STUDENT: OK, but what value is there in the story of Adam and Eve?

BRINK: I cherish the story of Eden, not because it makes factual claims about the origins of humans on this planet, but because it defines human essence as values-oriented beings.

STUDENT: How so?

BRINK: The study of theology does not lead to knowledge that is factual, but to knowledge that is transformative. What kind of knowledge did Adam and Eve obtain from the forbidden fruit? It was not the content of a physics textbook. The knowledge was of values: good and evil (Genesis 3:5).

STUDENT: So you are saying that values are a form of truth, and facts are a different form of truth?

BRINK: Yes, and the former can be proved by science but the latter cannot. Consider these words of the Declaration of Independence: that all men are created equal. Was Jefferson talking about facts or values?

STUDENT: He must have been talking about values, because it is not a fact that all people are equal in the sense of having the same amount of money or the same abilities.

BRINK: Right. Jefferson’s statement was a declaration of values.  Now do you think that he himself really believed that all people were equal, or do you think that he was arguing that these were goals to which we should be committed?

STUDENT: I doubt that Jefferson really believed that people were equal, after all, he even had slaves.

BRINK: So, Jefferson was setting forth truth in the form of values to which we should be committed, not truth in the form of facts that he had verified in some experiment.

STUDENT: But science can prove its facts. Can religion prove its value claims?

BRINK: That is exactly what religions should try to do: prove which values are worthy of our commitments. "Prove all things; hold fast to that which is good." I Thessalonians 5:21

STUDENT: So, how do you prove a value? What's right for me may be wrong for someone else. Science is objective, which means that if it is true for me that it is 26 degrees Celsius in this room right now, then that is the right temperature, whether or not you or I am in the room looking at the thermometer.

BRINK: Agreed, that is why science is objective.

STUDENT: But religion, it might mean one thing for me and another for you. Catholicism might be the right religion for you, but that does not mean that someone else is wrong for being Jewish. Religion is just too subjective.

BRINK: I agree that religion is subjective in the sense that it requires the participation of the subject, the person. I also agree that being a member of any particular denomination (e.g., Catholic, Jewish) is not a sin. And I do promise to take up the question of how religion helps decide values. That will be a later step on the topic of ethics.
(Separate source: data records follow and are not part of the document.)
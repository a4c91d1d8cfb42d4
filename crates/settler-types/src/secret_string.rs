//! Secure string type for credentials.
//!
//! `SecretString` wraps sensitive values (consumer secrets, passkeys, SMTP
//! passwords) so they are zeroed on drop and redacted in logs, debug output,
//! and serialized configuration.

use serde::{Deserialize, Deserializer, Serialize, Serializer};
use std::fmt;
use zeroize::Zeroizing;

/// A string whose memory is wiped on drop and whose value never appears in
/// `Debug`, `Display`, or serialized output.
#[derive(Clone)]
pub struct SecretString(Zeroizing<String>);

impl SecretString {
	/// Wraps a string as a secret.
	pub fn new(s: String) -> Self {
		Self(Zeroizing::new(s))
	}

	/// Exposes the underlying value.
	///
	/// Call sites must not log or store the exposed value.
	pub fn expose(&self) -> &str {
		&self.0
	}

	/// True when the wrapped value is empty.
	pub fn is_empty(&self) -> bool {
		self.0.is_empty()
	}
}

impl fmt::Debug for SecretString {
	fn fmt(&self, f: &mut fmt::Formatter<'_>) -> fmt::Result {
		write!(f, "SecretString(***)")
	}
}

impl fmt::Display for SecretString {
	fn fmt(&self, f: &mut fmt::Formatter<'_>) -> fmt::Result {
		write!(f, "***")
	}
}

impl From<String> for SecretString {
	fn from(s: String) -> Self {
		Self::new(s)
	}
}

impl From<&str> for SecretString {
	fn from(s: &str) -> Self {
		Self::new(s.to_string())
	}
}

impl PartialEq for SecretString {
	fn eq(&self, other: &Self) -> bool {
		self.0.as_str() == other.0.as_str()
	}
}

impl Eq for SecretString {}

// Serialization always redacts; secrets enter the process through
// environment resolution at config load, never leave through it.
impl Serialize for SecretString {
	fn serialize<S>(&self, serializer: S) -> Result<S::Ok, S::Error>
	where
		S: Serializer,
	{
		serializer.serialize_str("***")
	}
}

impl<'de> Deserialize<'de> for SecretString {
	fn deserialize<D>(deserializer: D) -> Result<Self, D::Error>
	where
		D: Deserializer<'de>,
	{
		let s = String::deserialize(deserializer)?;
		Ok(SecretString::new(s))
	}
}

#[cfg(test)]
mod tests {
	use super::*;

	#[test]
	fn test_debug_and_display_redact() {
		let secret = SecretString::from("consumer-secret");
		assert_eq!(format!("{:?}", secret), "SecretString(***)");
		assert_eq!(format!("{}", secret), "***");
	}

	#[test]
	fn test_expose_returns_value() {
		let secret = SecretString::from("passkey-value");
		assert_eq!(secret.expose(), "passkey-value");
		assert!(!secret.is_empty());
		assert!(SecretString::from("").is_empty());
	}

	#[test]
	fn test_serialize_redacts() {
		let secret = SecretString::from("super-secret");
		let json = serde_json::to_string(&secret).unwrap();
		assert!(!json.contains("super-secret"));
	}

	#[test]
	fn test_deserialize_keeps_value() {
		let secret: SecretString = serde_json::from_str("\"abc\"").unwrap();
		assert_eq!(secret.expose(), "abc");
	}
}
STUDENT: I guess there are a lot more steps than I thought.

BRINK: But today I just want to focus on the question of science and its limits. I shall cut to the key question: does science offer any way of making value judgments?
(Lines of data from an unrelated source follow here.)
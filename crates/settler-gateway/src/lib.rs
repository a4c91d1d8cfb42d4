//! Payment network gateway for the settlement engine.
//!
//! This crate owns the outbound legs of the payment protocol: building the
//! initiation payload (a pure function of its inputs) and delivering it to
//! the network with a classified result. Initiation success means "the
//! request was accepted for processing"; the payment outcome only ever
//! arrives through the callback, so nothing here touches order state.

use async_trait::async_trait;
use rust_decimal::Decimal;
use settler_types::SecretString;
use std::time::Duration;
use thiserror::Error;

pub mod request;

/// Re-export implementations
pub mod implementations {
	pub mod card;
	pub mod daraja;
}

pub use request::{build_stk_push, format_timestamp, normalize_phone, password_digest, StkPushRequest};

/// Errors that can occur while building or delivering payment requests.
#[derive(Debug, Error)]
pub enum GatewayError {
	/// The phone number could not be normalized to international form.
	#[error("Invalid phone number: {0}")]
	InvalidPhoneNumber(String),
	/// The amount is non-positive or not representable.
	#[error("Invalid amount: {0}")]
	InvalidAmount(String),
	/// The network rejected our credentials. Terminal; retrying cannot help.
	#[error("Payment network rejected credentials: {0}")]
	AuthFailed(String),
	/// The network rejected the payload. Terminal; surfaced to the caller
	/// for correction.
	#[error("Payment network rejected request: {0}")]
	InvalidRequest(String),
	/// The network could not be reached in time. Transient.
	#[error("Payment network unreachable: {0}")]
	NetworkUnreachable(String),
	/// Anything unclassified; treated conservatively as transient.
	#[error("Unexpected payment network failure: {0}")]
	Unknown(String),
	/// The gateway could not be constructed.
	#[error("Configuration error: {0}")]
	Configuration(String),
}

impl GatewayError {
	/// True for failure classes where another attempt can succeed.
	pub fn is_transient(&self) -> bool {
		matches!(
			self,
			GatewayError::NetworkUnreachable(_) | GatewayError::Unknown(_)
		)
	}
}

/// Receipt returned by the network when it accepts an initiation request.
#[derive(Debug, Clone)]
pub struct InitiationReceipt {
	/// Tracking id assigned by the network; echoed in the callback as the
	/// transaction identifier.
	pub tracking_id: String,
	/// Request id assigned by the network's merchant gateway.
	pub merchant_request_id: Option<String>,
	/// Human-readable acceptance description.
	pub description: String,
}

/// Trait defining the interface for payment initiation gateways.
#[async_trait]
pub trait GatewayInterface: Send + Sync {
	/// Sends an initiation request with the given bearer token.
	async fn initiate(
		&self,
		token: &SecretString,
		request: &StkPushRequest,
	) -> Result<InitiationReceipt, GatewayError>;
}

/// Trait defining the interface for the synchronous card payment path.
///
/// One round trip, no callback correlation: the provider hands back a
/// client secret the frontend uses to confirm the payment itself.
#[async_trait]
pub trait CardGatewayInterface: Send + Sync {
	/// Creates a payment intent and returns its client secret.
	async fn create_payment_intent(&self, amount: Decimal) -> Result<String, GatewayError>;
}

/// Service that delivers initiation requests with bounded retry.
///
/// Only transient failure classes are retried, a bounded number of times
/// with a growing delay. Terminal classes (`AuthFailed`, `InvalidRequest`)
/// surface immediately.
pub struct GatewayService {
	gateway: Box<dyn GatewayInterface>,
	max_attempts: u32,
}

impl GatewayService {
	/// Creates a new GatewayService. `max_attempts` counts the first try.
	pub fn new(gateway: Box<dyn GatewayInterface>, max_attempts: u32) -> Self {
		Self {
			gateway,
			max_attempts: max_attempts.max(1),
		}
	}

	/// Sends an initiation request, retrying transient failures.
	pub async fn initiate(
		&self,
		token: &SecretString,
		request: &StkPushRequest,
	) -> Result<InitiationReceipt, GatewayError> {
		let mut attempt = 1;
		loop {
			match self.gateway.initiate(token, request).await {
				Ok(receipt) => return Ok(receipt),
				Err(e) if e.is_transient() && attempt < self.max_attempts => {
					let delay = Duration::from_millis(250 * 2u64.pow(attempt - 1));
					tracing::warn!(
						attempt,
						max_attempts = self.max_attempts,
						error = %e,
						"Transient initiation failure, retrying"
					);
					tokio::time::sleep(delay).await;
					attempt += 1;
				},
				Err(e) => return Err(e),
			}
		}
	}
}

#[cfg(test)]
mod tests {
	use super::*;
	use std::sync::atomic::{AtomicU32, Ordering};

	struct FlakyGateway {
		calls: AtomicU32,
		fail_first: u32,
		error: fn() -> GatewayError,
	}

	#[async_trait]
	impl GatewayInterface for FlakyGateway {
		async fn initiate(
			&self,
			_token: &SecretString,
			_request: &StkPushRequest,
		) -> Result<InitiationReceipt, GatewayError> {
			let n = self.calls.fetch_add(1, Ordering::SeqCst) + 1;
			if n <= self.fail_first {
				Err((self.error)())
			} else {
				Ok(InitiationReceipt {
					tracking_id: "ws_CO_1".to_string(),
					merchant_request_id: None,
					description: "Accepted".to_string(),
				})
			}
		}
	}

	fn sample_request() -> StkPushRequest {
		build_stk_push(
			"174379",
			"passkey",
			rust_decimal::Decimal::from(200),
			"0712345678",
			"order-1",
			"https://shop.example.com/api/payments/callback",
			chrono::DateTime::from_timestamp(1_700_000_000, 0).unwrap(),
		)
		.unwrap()
	}

	#[tokio::test]
	async fn test_transient_failure_is_retried() {
		let service = GatewayService::new(
			Box::new(FlakyGateway {
				calls: AtomicU32::new(0),
				fail_first: 2,
				error: || GatewayError::NetworkUnreachable("connect timeout".to_string()),
			}),
			3,
		);

		let receipt = service
			.initiate(&SecretString::from("token"), &sample_request())
			.await
			.unwrap();
		assert_eq!(receipt.tracking_id, "ws_CO_1");
	}

	#[tokio::test]
	async fn test_retries_are_bounded() {
		let service = GatewayService::new(
			Box::new(FlakyGateway {
				calls: AtomicU32::new(0),
				fail_first: 10,
				error: || GatewayError::NetworkUnreachable("connect timeout".to_string()),
			}),
			2,
		);

		let result = service
			.initiate(&SecretString::from("token"), &sample_request())
			.await;
		assert!(matches!(result, Err(GatewayError::NetworkUnreachable(_))));
	}

	#[tokio::test]
	async fn test_terminal_failure_is_not_retried() {
		let gateway = FlakyGateway {
			calls: AtomicU32::new(0),
			fail_first: 10,
			error: || GatewayError::AuthFailed("401".to_string()),
		};
		let service = GatewayService::new(Box::new(gateway), 3);

		let result = service
			.initiate(&SecretString::from("token"), &sample_request())
			.await;
		assert!(matches!(result, Err(GatewayError::AuthFailed(_))));
	}
}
STUDENT: ... well ... I do not know exactly what you mean.

BRINK: Can science tell us what we should do? It enables us to go to the moon, or develop faster computers, but can it really help us decide if we should go to the moon or build faster computers?

STUDENT: So, you are saying that we cannot get a value from a fact?

BRINK: Exactly. Empirical proof is drawn from the physical world, and cannot prove the existence of something that transcends the physical world. No empirically discovered fact can serve as proof or justification for a value. Can you come up with an example of one?

STUDENT: OK, let's stick with the example of space exploration. Suppose a lunar probe discovered rare minerals on the moon. Wouldn't that prove that we should undertake space exploration, or at least go back to the moon?

BRINK: That would depend on what type of minerals they discovered.

STUDENT: Gold, silver, platinum, uranium; really rare and valuable ones.

BRINK: There's the key word, valuable.

STUDENT: OK, I get it, we have to identify the human values.

 BRINK: Right, we must tie the facts back to values before we can turn an "is" statement into an "ought" statement. Let's try another example involving values and choice. You have chosen to major in chemistry. Why?

STUDENT: The possibilities for future employment are pretty good.

 BRINK: That is a fact, but again you have some implicit values in your justification.

STUDENT: Oh, like I value getting a job, and I have a good chance of getting a job if I major in chemistry.

BRINK: That's it. What is a little confusing here is that we can use the term "good" in both a values sense and in a factual sense. In a values sense I could say "I think it is good to have a job" or "I hope I get a good job." In these values sentences "good" describes something I want and hope for. But I am speaking in a factual sense when I say "The job market is good" or "The pay is good" or "I am good in chemistry" because I am referring to a high empirical measure of something: employment, dollars, or ability.

STUDENT: So where does that leave us?

BRINK: Our first step was that people are values-oriented beings, but this step has shown that science cannot provide values, and so my conclusion is that science is limited.

STUDENT: OK, I agree it's not perfect, but it is the best system of knowledge that we have, a lot better than religion.

BRINK: You still seem to imply that the two are opposites, and that we have to choose one or the other.

STUDENT: I think so. Look at the history of science, how religion blocked its advance. Five hundred years ago, the Church opposed the idea of a round earth, four hundred years ago it opposed Galileo.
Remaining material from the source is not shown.